* Your goal
Produce an exact copy of the lines below, starting at the first and ending with the line containing "wrapped in Arc.".

* Input records
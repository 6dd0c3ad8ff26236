//! Shared application state.

use std::sync::Arc;
use std::time::Instant;

use tokio_util::sync::CancellationToken;

use taskmesh_core::Event;

use crate::agents::AgentDirectory;
use crate::config::Config;
use crate::events::EventBus;
use crate::registry::Registry;
use crate::tasks::TaskManager;

/// Shared application state.
pub struct AppState {
    pub config: Config,

    /// Registered nodes.
    pub registry: Arc<Registry>,

    /// Work queue.
    pub tasks: Arc<TaskManager>,

    /// Registered agents keyed by `(repo, name)`.
    pub agents: AgentDirectory,

    /// Fan-out to SSE subscribers.
    pub events: EventBus,

    /// Fires when the server begins shutting down; ends open event streams.
    pub shutdown: CancellationToken,

    pub started_at: Instant,
}

impl AppState {
    /// Create a new AppState wrapped in Arc.
    pub fn new(config: Config) -> Arc<Self> {
        Arc::new(Self {
            registry: Arc::new(Registry::new(config.heartbeat_interval)),
            tasks: Arc::new(TaskManager::new(config.default_priority)),
            agents: AgentDirectory::new(),
            events: EventBus::new(config.event_buffer),
            shutdown: CancellationToken::new(),
            started_at: Instant::now(),
            config,
        })
    }

    /// Publish an event to every subscriber.
    pub fn emit(&self, event: Event) {
        self.events.publish(event);
    }
}
//! Agent directory handlers.

use std::sync::Arc;

use axum::{
    extract::{
        rejection::{JsonRejection, QueryRejection},
        Path, Query, State,
    },
    Json,
};

use taskmesh_core::api::AgentStatusUpdate;
use taskmesh_core::{AgentRecord, Event, EventType};

use crate::http::responses::{ok, query_param, ApiResult};
use crate::state::AppState;

fn agent_event(event_type: EventType, agent: &AgentRecord) -> Event {
    let mut event = Event::new(event_type)
        .with_repo(agent.repo.clone())
        .with_agent(agent.name.clone())
        .with_data(serde_json::json!({
            "agent_type": agent.agent_type,
            "status": agent.status,
        }));
    if let Some(node_id) = &agent.node_id {
        event = event.with_node(node_id.clone());
    }
    if let Some(task_id) = &agent.task_id {
        event = event.with_task(task_id.clone());
    }
    event
}

/// `GET /api/v1/agents?repo=...`
pub async fn list_agents(
    State(state): State<Arc<AppState>>,
    query: Result<Query<Vec<(String, String)>>, QueryRejection>,
) -> ApiResult<Vec<AgentRecord>> {
    let Query(params) = query?;
    let repo = query_param(&params, "repo").filter(|r| !r.is_empty());
    ok(state.agents.list(repo).await)
}

pub async fn register_agent(
    State(state): State<Arc<AppState>>,
    payload: Result<Json<AgentRecord>, JsonRejection>,
) -> ApiResult<AgentRecord> {
    let Json(agent) = payload?;
    let agent = state.agents.register(agent).await?;

    state.emit(agent_event(EventType::AgentRegistered, &agent));
    ok(agent)
}

pub async fn get_agent(
    State(state): State<Arc<AppState>>,
    Path((repo, name)): Path<(String, String)>,
) -> ApiResult<AgentRecord> {
    ok(state.agents.get(&repo, &name).await?)
}

pub async fn unregister_agent(
    State(state): State<Arc<AppState>>,
    Path((repo, name)): Path<(String, String)>,
) -> ApiResult<AgentRecord> {
    let agent = state.agents.unregister(&repo, &name).await?;

    state.emit(agent_event(EventType::AgentUnregistered, &agent));
    ok(agent)
}

pub async fn update_agent_status(
    State(state): State<Arc<AppState>>,
    Path((repo, name)): Path<(String, String)>,
    payload: Result<Json<AgentStatusUpdate>, JsonRejection>,
) -> ApiResult<AgentRecord> {
    let Json(update) = payload?;
    let agent = state
        .agents
        .update_status(&repo, &name, update.status)
        .await?;

    state.emit(agent_event(EventType::AgentUpdated, &agent));
    ok(agent)
}

pub async fn agent_heartbeat(
    State(state): State<Arc<AppState>>,
    Path((repo, name)): Path<(String, String)>,
) -> ApiResult<AgentRecord> {
    ok(state.agents.heartbeat(&repo, &name).await?)
}
//! Task queue handlers.

use std::sync::Arc;

use axum::{
    extract::{
        rejection::{JsonRejection, QueryRejection},
        Path, Query, State,
    },
    Json,
};
use tracing::{debug, info};

use taskmesh_core::api::{ClaimRequest, ClaimResponse};
use taskmesh_core::{
    CoreError, CreateTaskRequest, Event, EventType, Task, TaskId, TaskStatus, UpdateTaskRequest,
};

use crate::http::responses::{ok, parse_label_filter, query_param, ApiResult};
use crate::state::AppState;

/// `GET /api/v1/tasks?status=...`
pub async fn list_tasks(
    State(state): State<Arc<AppState>>,
    query: Result<Query<Vec<(String, String)>>, QueryRejection>,
) -> ApiResult<Vec<Task>> {
    let Query(params) = query?;
    let status = match query_param(&params, "status") {
        None | Some("") => None,
        Some(s) => Some(s.parse::<TaskStatus>()?),
    };
    ok(state.tasks.list(status).await)
}

pub async fn create_task(
    State(state): State<Arc<AppState>>,
    payload: Result<Json<CreateTaskRequest>, JsonRejection>,
) -> ApiResult<Task> {
    let Json(req) = payload?;
    let task = state.tasks.create(req).await?;

    state.emit(Event::for_task(EventType::TaskCreated, &task));
    ok(task)
}

/// `GET /api/v1/tasks/pending?label=k:v&label=...`
pub async fn list_pending(
    State(state): State<Arc<AppState>>,
    query: Result<Query<Vec<(String, String)>>, QueryRejection>,
) -> ApiResult<Vec<Task>> {
    let Query(params) = query?;
    let labels = parse_label_filter(&params)?;
    ok(state.tasks.pending(&labels).await)
}

pub async fn get_task(
    State(state): State<Arc<AppState>>,
    Path(task_id): Path<String>,
) -> ApiResult<Task> {
    ok(state.tasks.get(&TaskId::new(task_id)).await?)
}

pub async fn update_task(
    State(state): State<Arc<AppState>>,
    Path(task_id): Path<String>,
    payload: Result<Json<UpdateTaskRequest>, JsonRejection>,
) -> ApiResult<Task> {
    let Json(req) = payload?;
    let task = state.tasks.update(&TaskId::new(task_id), req).await?;

    state.emit(Event::for_task(EventType::for_task_status(task.status), &task));
    ok(task)
}

pub async fn delete_task(
    State(state): State<Arc<AppState>>,
    Path(task_id): Path<String>,
) -> ApiResult<Task> {
    let task = state.tasks.delete(&TaskId::new(task_id)).await?;

    state.emit(Event::for_task(EventType::TaskDeleted, &task));
    ok(task)
}

/// `POST /api/v1/tasks/{id}/claim`
///
/// The caller must hold a live registration. Losing a race is reported as
/// `200 {claimed: false}` rather than an error status.
pub async fn claim_task(
    State(state): State<Arc<AppState>>,
    Path(task_id): Path<String>,
    payload: Result<Json<ClaimRequest>, JsonRejection>,
) -> ApiResult<ClaimResponse> {
    let Json(req) = payload?;
    if req.registration_id.is_empty() {
        return Err(CoreError::MissingField("registration_id").into());
    }
    if req.worker_name.trim().is_empty() {
        return Err(CoreError::MissingField("worker_name").into());
    }

    let node = state
        .registry
        .get_node_by_registration(&req.registration_id)
        .await?;
    let task_id = TaskId::new(task_id);

    match state.tasks.claim(&task_id, &node.id, &req.worker_name).await {
        Ok(task) => {
            state.emit(
                Event::for_task(EventType::TaskClaimed, &task)
                    .with_node(node.id)
                    .with_agent(req.worker_name),
            );
            ok(ClaimResponse::claimed(task))
        }
        Err(err) if err.is_claim_conflict() => {
            info!(task_id = %task_id, node_id = %node.id, error = %err, "Claim lost");
            ok(ClaimResponse::rejected(err.to_string()))
        }
        Err(err) => Err(err.into()),
    }
}

pub async fn release_task(
    State(state): State<Arc<AppState>>,
    Path(task_id): Path<String>,
) -> ApiResult<Task> {
    let task = state.tasks.release(&TaskId::new(task_id)).await?;
    debug!(task_id = %task.id, "Release acknowledged");

    state.emit(Event::for_task(EventType::TaskReleased, &task));
    ok(task)
}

* Reply
repository 6dd0c3ad8ff26236
//! Shared application state.

use std::sync::Arc;
use std::time::Instant;

use tokio_util::sync::CancellationToken;

use taskmesh_core::Event;

use crate::agents::AgentDirectory;
use crate::config::Config;
use crate::events::EventBus;
use crate::registry::Registry;
use crate::tasks::TaskManager;

/// Shared application state.
pub struct AppState {
    pub config: Config,

    /// Registered nodes.
    pub registry: Arc<Registry>,

    /// Work queue.
    pub tasks: Arc<TaskManager>,

    /// Registered agents keyed by `(repo, name)`.
    pub agents: AgentDirectory,

    /// Fan-out to SSE subscribers.
    pub events: EventBus,

    /// Fires when the server begins shutting down; ends open event streams.
    pub shutdown: CancellationToken,

    pub started_at: Instant,
}

impl AppState {
    /// Create a new AppState wrapped in Arc.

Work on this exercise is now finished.